Task instructions: Each line of the data that includes "AuthContext" must be copied.

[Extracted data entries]
· · · ·

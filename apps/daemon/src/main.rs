//! bucketdrop daemon entry point.

mod app;
mod cli;
mod logging;

use bucketdrop_config::{Config, FileConfig};
use clap::Parser;

use crate::cli::Cli;

fn main() -> anyhow::Result<()> {
    let cli = Cli::parse();

    if cli.version {
        println!("{}", cli::version_text());
        return Ok(());
    }

    let file = FileConfig::discover(cli.config.as_deref())?;
    logging::init(cli.verbose || file.verbose.unwrap_or(false));

    let rt = tokio::runtime::Runtime::new()?;

    if let Some(key_path) = &cli.set_sa_key_path {
        return rt.block_on(app::store_key(key_path, &file));
    }

    let config = Config::from_sources(file, cli.overrides())?;
    tracing::info!(version = env!("CARGO_PKG_VERSION"), "starting bucketdrop");

    rt.block_on(app::run(config))?;

    tracing::info!("shut down cleanly");
    Ok(())
}
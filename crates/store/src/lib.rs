//! Remote object store boundary.
//!
//! The upload pipeline needs exactly four capabilities: ask whether an
//! object exists, open a writer, write bytes, and close (which is the only
//! point where a write counts as durable). [`ObjectStore`] and
//! [`ObjectWriter`] capture that; [`StoreConnector`] builds a store from the
//! credentials resolved for one attempt.
//!
//! Backends:
//! - [`GcsStore`]: Google Cloud Storage JSON API over `reqwest`.
//! - [`LocalDirStore`]: a directory tree standing in for the bucket.

mod gcs;
mod local;

use std::fmt;
use std::future::Future;
use std::path::Path;
use std::pin::Pin;
use std::sync::Arc;

use bucketdrop_auth::{AuthContext, AuthError};

pub use gcs::{GCS_BASE_URL, GcsConnector, GcsStore};
pub use local::{LocalConnector, LocalDirStore};

/// Future returned by store operations.
pub type StoreFuture<'a, T> = Pin<Box<dyn Future<Output = Result<T, StoreError>> + Send + 'a>>;

/// Errors produced by object-store backends.
#[derive(Debug, thiserror::Error)]
pub enum StoreError {
    #[error("I/O error: {0}")]
    Io(#[from] std::io::Error),

    #[error("HTTP error: {0}")]
    Http(#[from] reqwest::Error),

    #[error("authentication failed: {0}")]
    Auth(#[from] AuthError),

    #[error("store returned {status}: {message}")]
    Status { status: u16, message: String },

    #[error("invalid object name: {0:?}")]
    InvalidName(String),

    #[error("invalid URL: {0}")]
    InvalidUrl(String),

    #[error("upload ended before the writer was closed")]
    Interrupted,

    #[error("upload task failed: {0}")]
    Task(String),
}

/// Remote object identity: bucket plus flat object name.
#[derive(Debug, Clone, PartialEq, Eq, Hash)]
pub struct ObjectRef {
    pub bucket: String,
    pub name: String,
}

impl ObjectRef {
    pub fn new(bucket: impl Into<String>, name: impl Into<String>) -> Self {
        Self {
            bucket: bucket.into(),
            name: name.into(),
        }
    }

    /// Derives the object for a local file: its base name, no directory prefix.
    ///
    /// Returns `None` for paths without a UTF-8 file name.
    pub fn for_file(bucket: &str, path: &Path) -> Option<Self> {
        let name = path.file_name()?.to_str()?;
        Some(Self::new(bucket, name))
    }
}

impl fmt::Display for ObjectRef {
    fn fmt(&self, f: &mut fmt::Formatter<'_>) -> fmt::Result {
        write!(f, "{}/{}", self.bucket, self.name)
    }
}

/// Key-addressed blob storage.
pub trait ObjectStore: Send + Sync {
    /// `Ok(false)` only for a definite "not found".
    fn exists<'a>(&'a self, object: &'a ObjectRef) -> StoreFuture<'a, bool>;

    /// Opens a streaming writer for `object`.
    fn open_writer<'a>(&'a self, object: &'a ObjectRef) -> StoreFuture<'a, Box<dyn ObjectWriter>>;
}

/// An in-progress object write.
///
/// Nothing is durable until `close` succeeds. A failed `close` means the
/// object must be treated as not written.
pub trait ObjectWriter: Send {
    fn write<'a>(&'a mut self, chunk: &'a [u8]) -> StoreFuture<'a, ()>;

    /// Finalizes the object.
    fn close(self: Box<Self>) -> StoreFuture<'static, ()>;

    /// Abandons the write and releases resources. Best effort.
    fn abort(self: Box<Self>) -> StoreFuture<'static, ()>;
}

/// Builds a store handle for one attempt's credentials.
pub trait StoreConnector: Send + Sync {
    fn connect<'a>(&'a self, auth: &'a AuthContext) -> StoreFuture<'a, Arc<dyn ObjectStore>>;
}
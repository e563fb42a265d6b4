//! Reasons an upload attempt is abandoned.

use bucketdrop_stability::StabilityError;
use bucketdrop_store::StoreError;

/// Why an attempt ended in `Aborted`.
///
/// Never escapes [`crate::UploadPipeline::run`]; it is logged and folded into
/// the attempt's [`crate::Outcome`].
#[derive(Debug, thiserror::Error)]
pub enum PipelineError {
    #[error("file no longer exists")]
    Missing,

    #[error("path is a directory")]
    Directory,

    #[error("could not stat file: {0}")]
    Stat(#[source] std::io::Error),

    #[error("file name is not valid UTF-8")]
    ObjectName,

    #[error(transparent)]
    Unstable(#[from] StabilityError),

    #[error("could not read local file: {0}")]
    Read(#[source] std::io::Error),

    #[error(transparent)]
    Store(#[from] StoreError),

    #[error("upload slots closed")]
    Closed,
}

impl PipelineError {
    /// The path simply isn't an uploadable file (anymore). Not worth a warning.
    pub fn is_skip(&self) -> bool {
        matches!(self, PipelineError::Missing | PipelineError::Directory)
    }

    /// The file is there but can never be picked up as-is; later events
    /// won't fix it.
    pub fn needs_attention(&self) -> bool {
        matches!(self, PipelineError::Stat(_) | PipelineError::ObjectName)
    }
}

#[cfg(test)]
mod tests {
    use super::*;

    #[test]
    fn only_vanished_paths_and_directories_are_skips() {
        assert!(PipelineError::Missing.is_skip());
        assert!(PipelineError::Directory.is_skip());
        assert!(!PipelineError::ObjectName.is_skip());
        assert!(!PipelineError::Stat(std::io::ErrorKind::PermissionDenied.into()).is_skip());
    }

    #[test]
    fn unreadable_and_unnameable_files_need_attention() {
        assert!(PipelineError::ObjectName.needs_attention());
        assert!(PipelineError::Stat(std::io::ErrorKind::PermissionDenied.into()).needs_attention());
        assert!(!PipelineError::Missing.needs_attention());
        assert!(!PipelineError::Closed.needs_attention());
    }
}
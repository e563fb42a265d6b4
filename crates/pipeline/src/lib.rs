//! Upload pipeline.
//!
//! One attempt per fired path:
//! `Start → StabilityCheck → RemoteExistenceCheck → Transfer → Verify →
//! LocalDelete → Done`, with `Aborted` reachable from every state before
//! `LocalDelete`. The local file is removed only after the remote copy is
//! durable or was already there.

mod error;
mod pipeline;
mod types;

pub use error::PipelineError;
pub use pipeline::{READ_CHUNK_SIZE, UploadPipeline};
pub use types::{AttemptState, Outcome};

· · · ·

Exercise output:
use bucketdrop_auth::{AuthContext, AuthError};
    fn connect<'a>(&'a self, auth: &'a AuthContext) -> StoreFuture<'a, Arc<dyn ObjectStore>>;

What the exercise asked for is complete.